Author(s): Stephen Knight
Merlin, the wizard of Arthurian legend, has been a source of enduring fascination for centuries. In this authoritative, entertaining, and generously illustrated book, Stephen Knight traces the myth of Merlin back to its earliest roots in the early Welsh figure of Myrddin. He then follows Merlin as he is imagined and reimagined through centuries of literature and art, beginning with Geoffrey of Monmouth, whose immensely popular History of the Kings of Britain (1138) transmitted the story of Merlin to Europe at large. He covers French and German as well as Anglophone elements of the myth and brings the story up to the present with discussions of a globalized Merlin who finds his way into popular literature, film, television, and New Age philosophy.

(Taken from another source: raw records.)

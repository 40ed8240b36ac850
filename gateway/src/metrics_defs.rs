//! Metrics definitions for the content gateway.

use shared::metrics_defs::{MetricDef, MetricType};

pub const CACHE_HIT: MetricDef = MetricDef {
    name: "gateway.cache.hit",
    metric_type: MetricType::Counter,
    description: "Requests answered from an endpoint's response cache",
};

pub const CACHE_MISS: MetricDef = MetricDef {
    name: "gateway.cache.miss",
    metric_type: MetricType::Counter,
    description: "Requests that had to go to the upstream",
};

pub const UPSTREAM_ERROR: MetricDef = MetricDef {
    name: "gateway.upstream.error",
    metric_type: MetricType::Counter,
    description: "Upstream fetches that failed (timeout, transport, non-2xx, decode)",
};

pub const FALLBACK_SERVED: MetricDef = MetricDef {
    name: "gateway.fallback.served",
    metric_type: MetricType::Counter,
    description: "Responses answered with a static fallback payload",
};

pub const CONTACT_DELIVERED: MetricDef = MetricDef {
    name: "gateway.contact.delivered",
    metric_type: MetricType::Counter,
    description: "Contact submissions accepted by an upstream candidate",
};

pub const CONTACT_FAILED: MetricDef = MetricDef {
    name: "gateway.contact.failed",
    metric_type: MetricType::Counter,
    description: "Contact submissions rejected by every upstream candidate",
};

pub const ALL_METRICS: &[MetricDef] = &[
    CACHE_HIT,
    CACHE_MISS,
    UPSTREAM_ERROR,
    FALLBACK_SERVED,
    CONTACT_DELIVERED,
    CONTACT_FAILED,
];
//! Static fallback payloads, one per endpoint. These are the deploy-time
//! defaults substituted whenever the upstream cannot supply a trustworthy
//! value; listing-style endpoints never show the end user an empty result.

use serde::Serialize;
use serde_json::{Value, json};

pub fn site_config() -> Value {
    json!({ "brand_name": "Site", "favicon_url": null, "updated_at": null })
}

pub fn homepage() -> Value {
    json!({
        "sections": [],
        "videos": [],
        "meta_title": "Home",
        "meta_description": "Welcome",
        "hero_image": null,
        "content": "",
    })
}

pub fn categories() -> Value {
    json!({ "categories": [] })
}

pub fn main_pages() -> Value {
    json!({ "pages": [] })
}

pub fn footer_menu() -> Value {
    json!({ "company": [], "legal": [] })
}

pub fn footer_address() -> Value {
    json!({ "address": "", "source": "fallback" })
}

pub fn pages_with_categories() -> Value {
    json!({ "pages": [] })
}

#[derive(Debug, Clone, Serialize)]
pub struct Company {
    pub id: u64,
    pub name: &'static str,
    pub slug: &'static str,
    pub logo: &'static str,
    pub headline: &'static str,
    pub features: &'static str,
    pub cta_text: &'static str,
    pub rating: f64,
    pub landing_url: &'static str,
}

pub fn companies() -> Vec<Company> {
    vec![
        Company {
            id: 991,
            name: "Progressive",
            slug: "progressive",
            logo: "https://www.progressive.com/content/images/domainprogressive/wh3/base/header/logo_progressive.svg",
            headline: "Drivers save an average of $700",
            features: "Snapshot Program\nBundle & Save\n24/7 Support",
            cta_text: "View Quote",
            rating: 4.8,
            landing_url: "https://www.progressive.com/",
        },
        Company {
            id: 992,
            name: "Geico",
            slug: "geico",
            logo: "https://www.geico.com/public/images/logo/geico-logo.svg",
            headline: "15 minutes could save you 15%",
            features: "Multi-Policy Discount\nAccident Forgiveness\nVehicle Systems",
            cta_text: "View Quote",
            rating: 4.7,
            landing_url: "https://www.geico.com/",
        },
        Company {
            id: 993,
            name: "State Farm",
            slug: "state-farm",
            logo: "https://www.statefarm.com/content/dam/sf-library/en-us/secure/branding/sf-logo-red.svg",
            headline: "Like a good neighbor, State Farm is there",
            features: "Safe Driver Discount\nSteer Clear\nDrive Safe & Save",
            cta_text: "View Quote",
            rating: 4.9,
            landing_url: "https://www.statefarm.com/",
        },
        Company {
            id: 994,
            name: "Allstate",
            slug: "allstate",
            logo: "https://www.allstate.com/resources/allstate/images/tools/nav/allstate-logo-horiz.svg",
            headline: "You're in good hands",
            features: "Drivewise\nMilewise\nNew Car Replacement",
            cta_text: "View Quote",
            rating: 4.6,
            landing_url: "https://www.allstate.com/",
        },
        Company {
            id: 995,
            name: "Liberty Mutual",
            slug: "liberty-mutual",
            logo: "https://www.libertymutual.com/akam/13/pixel_52504b77.png",
            headline: "Only pay for what you need",
            features: "RightTrack\nViolation Free\nMulti-Car",
            cta_text: "View Quote",
            rating: 4.5,
            landing_url: "https://www.libertymutual.com/",
        },
    ]
}

/// The quotes fallback body. `source` records which branch degraded so
/// callers (and tests) can tell fallbacks apart from live data.
pub fn quotes(zip: &str, source: &str, error: Option<&str>) -> Value {
    let mut body = json!({
        "ok": true,
        "companies": companies(),
        "zip": zip,
        "_source": source,
    });
    if let Some(message) = error {
        body["error"] = json!(message);
    }
    body
}
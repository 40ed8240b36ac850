//! Common types for metrics definitions.
//!
//! Crates declare their metrics as `MetricDef` consts and list them in an
//! `ALL_METRICS` slice so they can be registered with the recorder at startup
//! via [`describe_all`].

#[derive(Debug, Clone, Copy, PartialEq, Eq)]
pub enum MetricType {
    Counter,
    Gauge,
    Histogram,
}

#[derive(Debug, Clone, Copy)]
pub struct MetricDef {
    pub name: &'static str,
    pub metric_type: MetricType,
    pub description: &'static str,
}

/// Registers name and description for every metric with the installed
/// recorder. Call once after the recorder is set.
pub fn describe_all(defs: &[MetricDef]) {
    for def in defs {
        match def.metric_type {
            MetricType::Counter => metrics::describe_counter!(def.name, def.description),
            MetricType::Gauge => metrics::describe_gauge!(def.name, def.description),
            MetricType::Histogram => metrics::describe_histogram!(def.name, def.description),
        }
    }
}

#[macro_export]
macro_rules! counter {
    ($def:expr) => {
        metrics::counter!($def.name)
    };
    ($def:expr, $($label:expr => $value:expr),+ $(,)?) => {
        metrics::counter!($def.name, $($label => $value),+)
    };
}

#[macro_export]
macro_rules! gauge {
    ($def:expr) => {
        metrics::gauge!($def.name)
    };
    ($def:expr, $($label:expr => $value:expr),+ $(,)?) => {
        metrics::gauge!($def.name, $($label => $value),+)
    };
}

#[macro_export]
macro_rules! histogram {
    ($def:expr) => {
        metrics::histogram!($def.name)
    };
    ($def:expr, $($label:expr => $value:expr),+ $(,)?) => {
        metrics::histogram!($def.name, $($label => $value),+)
    };
}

Knight argues that Merlin in all his guises represents a conflict basic to Western societies-the clash between knowledge and power. While the Merlin story varies over time, the underlying structural tension remains the same whether it takes the form of bard versus lord, magician versus monarch, scientist versus capitalist, or academic versus politician. As Knight sees it, Merlin embodies the contentious duality inherent to organized societies. In tracing the applied meanings of knowledge in a range of social contexts, Knight reveals the four main stages of the Merlin myth: Wisdom (early Celtic British), Advice (medieval European), Cleverness (early modern English), and Education (worldwide since the nineteenth century). If a wizard can be captured within the pages of a book, Knight has accomplished the feat.